1) He was the ranking republican on the education sub committee. Rather than communicate with him they chose to communicate with a different Senate Republican to communicate to that subcommittee. (Remember this was during the No Child Left Behind Act formulation stage.)
2) The educator of the year award went to a Vermonter that year. Protocol says the Senators get invited to the White House for the Photo Op. Jeffords was not made aware of it.
3) Jeffords lived and died by a milk subsidy for Vermont Dairy Farmers. The White House sought to have the farm subsidy killed as retaliation.
And yeah, Bush & Co was shocked and chagrined when Jeffords finally said, "Fuck this" and walked.
And in walking, he handed the majority to the democrats, thereby letting democrats set the legislative agenda and chair the various committees in the senate.
Yeah, old W sure showed Jim Jeffords a thing or two ...
The wing nuts have gotten too much of a hold on the party. There are actually right wingers cheering his leaving. That's stupid on the math side.
I don't agree with most of the blue dog democrats, but The idea that they are allowed to play seems fair to me. The Big wig republicans seem to be trying to get rid of all the people that they should be trying to get to stay... and hell attract more like them.
I draw the line at Linc Chafee though. I've met him a few times. While he seemed to want to do what was right... he is a brick stupid frat boy (I have furniture that is smarter than him). At least whomever was driving his bus was pointing him at a decent voting record.
What I'm surprised at is that Specter didn't go ( I ). GOing ( D ) really is a kick to the balls to the republicans. Not really, he'll still vote the same, but it will be a big deal (already is) on TV. Him going ( D ) is a MASSIVE PR whack to the republicans... little or no real governmental difference, but the appearance is very bad indeed.
There was a lot of speculation during the election, with all the McCain/Palin tension within the republican party, that there may be a party split. I fully expected the Moderate Republicans and the Blue Dogs to spin off to a 3rd party... but the hatchet-jobs going on make that unlikely.
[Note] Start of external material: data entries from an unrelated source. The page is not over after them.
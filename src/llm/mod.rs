//! LLM integration — the black-box turn generator behind the tool loop.
//!
//! The loop engine only sees the `LlmProvider` trait: it hands over history
//! plus tool declarations and gets back either text or tool calls. One
//! concrete provider (Anthropic Messages API over reqwest) ships with the
//! crate; tests use a scripted double.

pub mod anthropic;

use std::sync::Arc;

use async_trait::async_trait;
use secrecy::SecretString;
use serde::{Deserialize, Serialize};

use crate::error::LlmError;

pub use anthropic::AnthropicProvider;

/// Message role in a conversation.
#[derive(Debug, Clone, Copy, PartialEq, Eq, Serialize, Deserialize)]
#[serde(rename_all = "lowercase")]
pub enum Role {
    System,
    User,
    Assistant,
    Tool,
}

/// A tool call requested by the model.
#[derive(Debug, Clone, PartialEq, Serialize, Deserialize)]
pub struct ToolCall {
    pub id: String,
    pub name: String,
    pub arguments: serde_json::Value,
}

/// One message in the conversation history.
#[derive(Debug, Clone, Serialize, Deserialize)]
pub struct ChatMessage {
    pub role: Role,
    pub content: String,
    /// Tool calls attached to an assistant message.
    #[serde(default, skip_serializing_if = "Vec::is_empty")]
    pub tool_calls: Vec<ToolCall>,
    /// For tool-result messages: the call this result answers.
    #[serde(default, skip_serializing_if = "Option::is_none")]
    pub tool_call_id: Option<String>,
}

impl ChatMessage {
    pub fn system(content: impl Into<String>) -> Self {
        Self {
            role: Role::System,
            content: content.into(),
            tool_calls: Vec::new(),
            tool_call_id: None,
        }
    }

    pub fn user(content: impl Into<String>) -> Self {
        Self {
            role: Role::User,
            content: content.into(),
            tool_calls: Vec::new(),
            tool_call_id: None,
        }
    }

    pub fn assistant(content: impl Into<String>) -> Self {
        Self {
            role: Role::Assistant,
            content: content.into(),
            tool_calls: Vec::new(),
            tool_call_id: None,
        }
    }

    /// Assistant message carrying tool calls. Every tool result must answer a
    /// call announced here first.
    pub fn assistant_with_tool_calls(content: Option<String>, tool_calls: Vec<ToolCall>) -> Self {
        Self {
            role: Role::Assistant,
            content: content.unwrap_or_default(),
            tool_calls,
            tool_call_id: None,
        }
    }

    pub fn tool_result(call_id: impl Into<String>, content: impl Into<String>) -> Self {
        Self {
            role: Role::Tool,
            content: content.into(),
            tool_calls: Vec::new(),
            tool_call_id: Some(call_id.into()),
        }
    }
}

/// Tool declaration consumed by the turn generator.
#[derive(Debug, Clone, Serialize, Deserialize)]
pub struct ToolDefinition {
    pub name: String,
    pub description: String,
    /// JSON-Schema-like object describing the arguments.
    pub parameters: serde_json::Value,
}

/// One model-turn request: history plus the currently allowed tool set.
#[derive(Debug, Clone)]
pub struct CompletionRequest {
    pub messages: Vec<ChatMessage>,
    pub tools: Vec<ToolDefinition>,
}

impl CompletionRequest {
    pub fn new(messages: Vec<ChatMessage>) -> Self {
        Self {
            messages,
            tools: Vec::new(),
        }
    }

    pub fn with_tools(mut self, tools: Vec<ToolDefinition>) -> Self {
        self.tools = tools;
        self
    }
}

/// Token usage from one model turn.
#[derive(Debug, Clone, Copy, Default)]
pub struct TokenUsage {
    pub input_tokens: u32,
    pub output_tokens: u32,
}

impl TokenUsage {
    pub fn total(&self) -> u32 {
        self.input_tokens + self.output_tokens
    }
}

/// One model turn: text, tool calls, or both.
#[derive(Debug, Clone, Default)]
pub struct CompletionResponse {
    pub content: Option<String>,
    pub tool_calls: Vec<ToolCall>,
    pub usage: TokenUsage,
}

impl CompletionResponse {
    /// True when the model produced a final text answer (no tool calls).
    pub fn is_text(&self) -> bool {
        self.tool_calls.is_empty()
    }

    pub fn text(&self) -> String {
        self.content.clone().unwrap_or_default()
    }
}

/// Black-box turn generator.
#[async_trait]
pub trait LlmProvider: Send + Sync {
    fn model_name(&self) -> &str;

    async fn complete(&self, request: CompletionRequest) -> Result<CompletionResponse, LlmError>;
}

/// Supported provider backends.
#[derive(Debug, Clone, Copy, PartialEq, Eq)]
pub enum LlmBackend {
    Anthropic,
}

/// Configuration for creating an LLM provider.
#[derive(Debug, Clone)]
pub struct LlmConfig {
    pub backend: LlmBackend,
    pub api_key: SecretString,
    pub model: String,
}

/// Create an LLM provider from configuration.
pub fn create_provider(config: &LlmConfig) -> Result<Arc<dyn LlmProvider>, LlmError> {
    match config.backend {
        LlmBackend::Anthropic => {
            tracing::info!("Using Anthropic (model: {})", config.model);
            Ok(Arc::new(AnthropicProvider::new(
                config.api_key.clone(),
                &config.model,
            )))
        }
    }
}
The wingnuts may very well totally kill the Republican party before the moderates can reform it into something viable again. Whatever transition in American politics will happen now is going to be a lot more messy.
But that clearly has not been the case, as evidenced by the fact that John McCain felt compelled to pander to the Right with the spectacularly unqualified Sarah Palin.
Specter -- like a growing number of traditional Republicans -- has correctly concluded that the Rovian dalliance with the devil is going to drag the whole party down in a Pyrrhic death spiral. Just as with Jonestown, religious fanatics are ready to force-feed the rest of the Republican Party the poisoned Kool-Aid rather than relinquish power.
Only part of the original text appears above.